The electrification of general aviation serves as the entry-point to making the aviation industry carbon neutral as a whole. The low power requirement and fuel demand of general aviation aircraft makes this segment suitable to explore various configurations of electrical powertrains. Many concepts and retrofit studies of existing aircraft with battery- or fuel cell-electric power source have been developed in the past decade, but these concepts usually result in limited range and performance. One solution to increase the aircraft range is to use the combination of fuel cells and batteries in a hybrid-electric configuration and to optimize the load sharing between them. In the present study, a simulation model is developed that represents the forces acting on the aircraft as well as the two energy systems, i.e. battery and fuel cell.

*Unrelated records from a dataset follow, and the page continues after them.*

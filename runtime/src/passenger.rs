//! Passenger side: notification records for a passenger.

use baggage_tracker_core::environment::Clock;
use baggage_tracker_core::event::BaggageStateChangeEvent;
use baggage_tracker_core::notification::{Notification, NotificationBuilder};
use baggage_tracker_core::store::{InsertOutcome, NotificationStore, StoreError};
use baggage_tracker_core::types::{EventId, NotificationId, PassengerId};
use std::sync::Arc;
use thiserror::Error;

/// Errors from [`PassengerService`].
#[derive(Error, Debug, Clone, PartialEq, Eq)]
pub enum PassengerServiceError {
    /// The notification belongs to someone else.
    #[error("Notification for passenger {actual} cannot be added to passenger {expected}")]
    PassengerMismatch {
        /// Passenger the caller asked for
        expected: PassengerId,
        /// Passenger on the notification
        actual: PassengerId,
    },

    /// The notification store failed.
    #[error(transparent)]
    Store(#[from] StoreError),
}

impl PassengerServiceError {
    /// Whether retrying the same call may succeed.
    #[must_use]
    pub const fn is_transient(&self) -> bool {
        match self {
            Self::Store(e) => e.is_transient(),
            Self::PassengerMismatch { .. } => false,
        }
    }
}

/// Owns a passenger's notifications.
#[derive(Clone)]
pub struct PassengerService {
    store: Arc<dyn NotificationStore>,
    builder: NotificationBuilder,
    clock: Arc<dyn Clock>,
}

impl PassengerService {
    /// Create a service over `store`, stamping notifications with `clock`.
    #[must_use]
    pub fn new(store: Arc<dyn NotificationStore>, clock: Arc<dyn Clock>) -> Self {
        Self {
            store,
            builder: NotificationBuilder::new(),
            clock,
        }
    }

    /// Build the notification for `event` with a fresh id.
    #[must_use]
    pub fn notification_for(&self, event: &BaggageStateChangeEvent) -> Notification {
        self.builder
            .build(event, NotificationId::generate(), self.clock.now())
    }

    /// Whether `event_id` already produced a notification.
    ///
    /// # Errors
    ///
    /// Propagates store errors.
    pub async fn has_notification_for_event(&self, event_id: &EventId) -> Result<bool, StoreError> {
        self.store.exists_for_event(event_id).await
    }

    /// Record `notification` for `passenger_id`, at most once per source event.
    ///
    /// # Errors
    ///
    /// [`PassengerServiceError::PassengerMismatch`] when the notification is
    /// addressed to another passenger; store errors otherwise.
    pub async fn add_notification_for_passenger(
        &self,
        passenger_id: PassengerId,
        notification: &Notification,
    ) -> Result<InsertOutcome, PassengerServiceError> {
        if notification.passenger_id != passenger_id {
            return Err(PassengerServiceError::PassengerMismatch {
                expected: passenger_id,
                actual: notification.passenger_id,
            });
        }

        let outcome = self.store.insert_if_absent(notification).await?;
        tracing::debug!(
            %passenger_id,
            notification_id = %notification.notification_id,
            source_event_id = %notification.source_event_id,
            ?outcome,
            "Notification stored"
        );
        Ok(outcome)
    }

    /// A passenger's notifications in creation order.
    ///
    /// # Errors
    ///
    /// Propagates store errors.
    pub async fn notifications_for_passenger(
        &self,
        passenger_id: PassengerId,
    ) -> Result<Vec<Notification>, StoreError> {
        self.store.list_for_passenger(passenger_id).await
    }
}

#[cfg(test)]
#[allow(clippy::unwrap_used, clippy::expect_used, clippy::panic)] // Test code can use unwrap/expect/panic
mod tests {
    use super::*;
    use baggage_tracker_core::baggage::Baggage;
    use baggage_tracker_core::status::BaggageStatus;
    use baggage_tracker_core::types::BaggageId;
    use baggage_tracker_testing::{InMemoryNotificationStore, test_clock};

    fn service(store: &InMemoryNotificationStore) -> PassengerService {
        PassengerService::new(Arc::new(store.clone()), Arc::new(test_clock()))
    }

    fn lost_event(passenger: i64) -> BaggageStateChangeEvent {
        let bag = Baggage {
            id: BaggageId::new(7),
            passenger_id: PassengerId::new(passenger),
            weight: 12,
            status: BaggageStatus::Loaded,
        };
        let change = bag.apply(BaggageStatus::Lost).unwrap();
        BaggageStateChangeEvent::from_change(EventId::generate(), &change, test_clock().now())
    }

    #[tokio::test]
    async fn adds_notification_once_per_event() {
        let store = InMemoryNotificationStore::new();
        let service = service(&store);
        let event = lost_event(100);

        let first = service.notification_for(&event);
        let again = service.notification_for(&event);
        assert_ne!(first.notification_id, again.notification_id);

        let passenger = PassengerId::new(100);
        assert_eq!(
            service.add_notification_for_passenger(passenger, &first).await.unwrap(),
            InsertOutcome::Inserted
        );
        assert_eq!(
            service.add_notification_for_passenger(passenger, &again).await.unwrap(),
            InsertOutcome::AlreadyPresent
        );

        let stored = service.notifications_for_passenger(passenger).await.unwrap();
        assert_eq!(stored.len(), 1);
        assert_eq!(
            stored[0].message,
            "Your baggage has been reported lost; our team will contact you. Last known status: loaded."
        );
        assert_eq!(stored[0].created_at, test_clock().now());
        assert!(service.has_notification_for_event(&event.event_id).await.unwrap());
    }

    #[tokio::test]
    async fn rejects_notification_for_another_passenger() {
        let store = InMemoryNotificationStore::new();
        let service = service(&store);
        let notification = service.notification_for(&lost_event(100));

        let err = service
            .add_notification_for_passenger(PassengerId::new(200), &notification)
            .await
            .unwrap_err();
        assert!(matches!(err, PassengerServiceError::PassengerMismatch { .. }));
        assert!(!err.is_transient());
        assert!(store.is_empty());
    }

    #[tokio::test]
    async fn store_outage_is_transient() {
        let store = InMemoryNotificationStore::new();
        let service = service(&store);
        let notification = service.notification_for(&lost_event(100));
        store.fail_next(1);

        let err = service
            .add_notification_for_passenger(PassengerId::new(100), &notification)
            .await
            .unwrap_err();
        assert!(err.is_transient());
    }
}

With this model, critical flight segments such as takeoff and climb-out are analyzed to identify principal design requirements, while considering certification criteria and environmental conditions. A Cessna 400 aircraft is used as a reference. For this aircraft it is demonstrated how to overcome some of the performance limitations due to electrification by developing a power split strategy that leverages the advantage in terms of energy density and flexibility, respectively. The results demonstrate how an adjusted trajectory can reduce the power train weight and therefore keep payload reduction at a minimum.